States of Anxiety: History and Nation in Modern Africa

2015; Oxford University Press; Volume: 229; Issue: 1 Linguagem: Inglês

10.1093/pastj/gtv033

ISSN

1477-464X

Autores

Richard Reid,

Tópico(s)

African history and culture studies

Resumo

‘Happy is the Nation without a History’: an intriguing and enduring dictum, whether we attribute it to Cesare Beccaria, or Montesquieu, or Thomas Carlyle. It is certainly one of the more memorable non-sequiturs — there is, of course, no such thing, as Eric Hobsbawm averred: ‘Nations without a past are contradictions in terms’.1 But what about nations which are ‘new’, created through the complex and often contradictory processes of decolonization, apparently without the historical ballast that is such a fundamental element in the composition of the national community?

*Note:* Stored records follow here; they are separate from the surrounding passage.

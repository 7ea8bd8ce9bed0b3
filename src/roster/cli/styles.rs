//! Named styles for roster's terminal output.
//!
//! Templates refer to styles by semantic name (`username`, `current_page`)
//! through the `style` filter; this module maps those names to `console`
//! styles. Unknown names render as plain text.

use console::Style;
use once_cell::sync::Lazy;
use std::collections::HashMap;

pub mod names {
    pub const HEADER: &str = "header";
    pub const ID: &str = "id";
    pub const NAME: &str = "name";
    pub const YOU: &str = "you";
    pub const USERNAME: &str = "username";
    pub const ENABLED: &str = "enabled";
    pub const DISABLED: &str = "disabled";
    pub const ROLES: &str = "roles";
    pub const TIME: &str = "time";
    pub const PAGE: &str = "page";
    pub const CURRENT_PAGE: &str = "current_page";
    pub const ELLIPSIS: &str = "ellipsis";
    pub const SUMMARY: &str = "summary";
    pub const INFO: &str = "info";
    pub const SUCCESS: &str = "success";
    pub const WARNING: &str = "warning";
    pub const ERROR: &str = "error";
    pub const TITLE: &str = "title";
}

pub static ROSTER_THEME: Lazy<HashMap<&'static str, Style>> = Lazy::new(|| {
    let muted = Style::new().color256(246);

    HashMap::from([
        (names::HEADER, Style::new().bold().underlined()),
        (names::ID, Style::new().yellow()),
        (names::NAME, Style::new()),
        (names::YOU, Style::new().cyan().bold()),
        (names::USERNAME, Style::new()),
        (names::ENABLED, Style::new().green()),
        (names::DISABLED, Style::new().red()),
        (names::ROLES, Style::new().magenta()),
        (names::TIME, muted.clone().italic()),
        (names::PAGE, Style::new()),
        (names::CURRENT_PAGE, Style::new().black().on_yellow().bold()),
        (names::ELLIPSIS, muted.clone()),
        (names::SUMMARY, muted),
        (names::INFO, Style::new().dim()),
        (names::SUCCESS, Style::new().green()),
        (names::WARNING, Style::new().yellow()),
        (names::ERROR, Style::new().red()),
        (names::TITLE, Style::new().bold()),
    ])
});

/// Applies the named style to `text`, or returns it unchanged when color is
/// off or the name is not in the theme.
pub fn apply(name: &str, text: &str, use_color: bool) -> String {
    match ROSTER_THEME.get(name) {
        Some(style) if use_color => style.clone().force_styling(true).apply_to(text).to_string(),
        _ => text.to_string(),
    }
}

#[cfg(test)]
mod tests {
    use super::*;

    #[test]
    fn plain_mode_returns_text() {
        assert_eq!(apply(names::ERROR, "boom", false), "boom");
    }

    #[test]
    fn color_mode_wraps_in_ansi() {
        let styled = apply(names::ERROR, "boom", true);
        assert!(styled.contains("boom"));
        assert!(styled.contains("\u{1b}["));
    }

    #[test]
    fn unknown_style_is_plain() {
        assert_eq!(apply("sparkles", "hi", true), "hi");
    }
}
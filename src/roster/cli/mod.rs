//! # CLI Behavior
//!
//! This is **one possible UI client** for roster, not the application itself.
//! The CLI is the only place that knows about terminal I/O, exit codes and
//! output formatting. For the overall architecture see the crate docs.
//!
//! ## One-shot and Interactive
//!
//! - `roster list` fetches one page and prints it.
//! - `roster browse` keeps a controller alive and reads paging, filter and
//!   toggle commands from the terminal until `q`.
//! - `roster enable|disable|admin|reset-password` act on a single user by id
//!   or email without listing first.
//!
//! Administrator changes and password resets ask for confirmation on the
//! terminal unless `--yes` is given.
//!
//! ## Module Structure
//!
//! - `commands`: Dispatch and per-command handlers
//! - `browse`: The interactive pager loop and its input parser
//! - `prompt`: Terminal implementation of the confirmation seam
//! - `render`: Templated output (tables, pager, messages)
//! - `setup`: Argument parsing via clap
//! - `styles`: Named terminal styles
//! - `templates`: Output templates

mod browse;
mod commands;
mod prompt;
mod render;
pub mod setup;
mod styles;
mod templates;

pub use commands::run;
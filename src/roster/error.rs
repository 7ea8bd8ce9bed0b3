use thiserror::Error;

#[derive(Debug, Error)]
pub enum RosterError {
    #[error("I/O error: {0}")]
    Io(#[from] std::io::Error),

    #[error("Serialization error: {0}")]
    Serialization(#[from] serde_json::Error),

    #[error("Request failed: {0}")]
    Transport(#[from] reqwest::Error),

    /// The server answered, but not with a success status.
    #[error("Server responded with status {status}: {body}")]
    Remote { status: u16, body: String },

    #[error("Configuration error: {0}")]
    Config(String),

    #[error("{0}")]
    Api(String),

    #[error("Render error: {0}")]
    Render(String),
}

impl From<minijinja::Error> for RosterError {
    fn from(err: minijinja::Error) -> Self {
        RosterError::Render(err.to_string())
    }
}

pub type Result<T> = std::result::Result<T, RosterError>;
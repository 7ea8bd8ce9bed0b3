use crate::directory::UserDirectory;
use crate::error::Result;
use crate::model::{AdminContext, ListRequest, ResultPage};
use tracing::{debug, warn};

pub fn run<D: UserDirectory>(
    directory: &mut D,
    context: &AdminContext,
    request: &ListRequest,
) -> Result<ResultPage> {
    let page = directory.list_users(context, request)?;

    if page.users.len() > page.limit as usize {
        warn!(
            rows = page.users.len(),
            limit = page.limit,
            "server returned more rows than its page size"
        );
    }
    debug!(
        page = page.page,
        rows = page.users.len(),
        count = page.count,
        "received user page"
    );

    Ok(page)
}

#[cfg(test)]
mod tests {
    use super::*;
    use crate::directory::memory::InMemoryDirectory;

    #[test]
    fn forwards_context_and_request() {
        let mut dir = InMemoryDirectory::with_generated_users(3);
        let ctx = AdminContext::agency("12");
        let req = ListRequest {
            page: Some(1),
            q: Some("user3".into()),
            limit: None,
        };

        let page = run(&mut dir, &ctx, &req).unwrap();
        assert_eq!(page.count, 1);
        assert_eq!(dir.list_calls, vec![(ctx, req)]);
    }
}
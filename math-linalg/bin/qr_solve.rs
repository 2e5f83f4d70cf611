//! Solve a linear system read from JSON with QR decomposition.
//!
//! Usage:
//!     cargo run --bin qr-solve -- system.json --precision 6 -v

use anyhow::Context;
use clap::{ArgAction, Parser};
use math_linalg::{
    DenseOps, LinearAlgebraOps, QrConfig, SystemInput, format_matrix, format_vector,
    qr_decompose_with,
};
use ndarray::Array2;
use serde::Serialize;
use std::path::PathBuf;

#[derive(Parser, Debug)]
#[command(
    name = "qr-solve",
    about = "Solve Ax = b by classical Gram-Schmidt QR decomposition"
)]
struct Cli {
    /// JSON file with the augmented matrix [A | b]
    input: PathBuf,

    /// Decimal places in the printed matrices
    #[arg(long, default_value_t = 4)]
    precision: usize,

    /// Relative tolerance below which a column is treated as linearly dependent
    #[arg(long, default_value_t = 1e-10)]
    tolerance: f64,

    /// Warn when Q^T Q deviates from the identity
    #[arg(long)]
    check_orthonormality: bool,

    /// Print a JSON report instead of formatted matrices
    #[arg(long)]
    json: bool,

    /// Log intermediate matrices (repeat for more)
    #[arg(short, long, action = ArgAction::Count)]
    verbose: u8,
}

#[derive(Debug, Serialize)]
struct SolveReport {
    q: Vec<Vec<f64>>,
    r: Vec<Vec<f64>>,
    x: Vec<f64>,
}

fn rows(m: &Array2<f64>) -> Vec<Vec<f64>> {
    m.rows().into_iter().map(|row| row.to_vec()).collect()
}

fn main() -> anyhow::Result<()> {
    // Initialize logging
    env_logger::init();

    let cli = Cli::parse();

    let input = SystemInput::from_file(&cli.input)
        .with_context(|| format!("failed to load {}", cli.input.display()))?;
    let augmented = input.to_augmented()?;

    let config = QrConfig {
        degeneracy_tolerance: cli.tolerance,
        check_orthonormality: cli.check_orthonormality,
        verbosity: usize::from(cli.verbose),
        precision: cli.precision,
        ..QrConfig::default()
    };

    let ops = DenseOps;
    let (a, b) = ops.split_augmented(&augmented)?;
    let qr = qr_decompose_with(&ops, &a, &config).context("QR decomposition failed")?;
    let x = qr.solve_with(&ops, &b, &config).context("solve failed")?;

    if cli.json {
        let report = SolveReport {
            q: rows(&qr.q),
            r: rows(&qr.r),
            x: x.to_vec(),
        };
        println!("{}", serde_json::to_string_pretty(&report)?);
    } else {
        println!("{}", format_matrix(&qr.q, "Q matrix:", cli.precision));
        println!();
        println!("{}", format_matrix(&qr.r, "R matrix:", cli.precision));
        println!();
        println!("{}", format_vector(&x, "Solution x:", cli.precision));
    }

    Ok(())
}
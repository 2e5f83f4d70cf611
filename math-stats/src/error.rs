//! Error types for the statistics routines.

use thiserror::Error;

/// Errors that can occur while computing a statistic.
#[derive(Debug, Clone, PartialEq, Error)]
pub enum StatsError {
    /// The input slice is empty.
    #[error("input is empty")]
    EmptyInput,

    /// Not enough observations for the requested statistic.
    #[error("need at least {needed} observations, got {got}")]
    InsufficientData {
        /// Minimum number of observations
        needed: usize,
        /// Number of observations provided
        got: usize,
    },

    /// Paired inputs have different lengths.
    #[error("length mismatch: {left} vs {right}")]
    LengthMismatch {
        /// Length of the first input
        left: usize,
        /// Length of the second input
        right: usize,
    },

    /// An explicit divisor (degrees of freedom) of zero.
    #[error("divisor must be > 0")]
    InvalidDivisor,

    /// Percentile outside [0, 1].
    #[error("invalid percentile: {percent} (must be in [0, 1])")]
    InvalidPercentile {
        /// The requested fraction
        percent: f64,
    },

    /// A statistic divides by a spread that is zero.
    #[error("zero variance")]
    ZeroVariance,

    /// The input contains NaN or infinity.
    #[error("non-finite value at index {index}")]
    NonFinite {
        /// Position of the first offending value
        index: usize,
    },
}

/// A specialized `Result` type for statistics.
pub type Result<T> = std::result::Result<T, StatsError>;

impl StatsError {
    /// Returns `true` if the input was too small or empty.
    pub fn is_size_error(&self) -> bool {
        matches!(
            self,
            StatsError::EmptyInput
                | StatsError::InsufficientData { .. }
                | StatsError::LengthMismatch { .. }
        )
    }

    /// Returns `true` if the input data itself is unusable.
    pub fn is_data_error(&self) -> bool {
        matches!(
            self,
            StatsError::ZeroVariance | StatsError::NonFinite { .. }
        )
    }
}

/// First non-finite value of `data`, if any
pub(crate) fn check_finite(data: &[f64]) -> Result<()> {
    match data.iter().position(|v| !v.is_finite()) {
        Some(index) => Err(StatsError::NonFinite { index }),
        None => Ok(()),
    }
}

/// Both slices must be non-empty, finite and of equal length
pub(crate) fn check_paired(x: &[f64], y: &[f64]) -> Result<()> {
    if x.len() != y.len() {
        return Err(StatsError::LengthMismatch {
            left: x.len(),
            right: y.len(),
        });
    }
    if x.is_empty() {
        return Err(StatsError::EmptyInput);
    }
    check_finite(x)?;
    check_finite(y)
}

These have rather more anxious and difficult relationships with history, and they are the focus of this article, which offers some reflections on the ways in which in recent decades the past has been utilized and conceptualized by modern African nations. All nations are synthetic products in one way or another, and often owe something to interfering foreigners, or at least to foreign influence.2 Yet in the African context these issues are seen as particularly problematic, even insurmountably so. My objective in this article is to reflect on some visions of the past at the national level in an era in which the nation itself has been simultaneously fragile, marginalized as a unit of study, and aggressively developmental; and one in which the professional historical academy in Africa has been, notwithstanding some local variations, in steady decline in terms of its material security and perceived relevance in public life. The article is particularly concerned with the presence (or absence) of the deeper past — the echoes, visions, and mobilizations of the so-called ‘precolonial’ — in public and political imaginaries.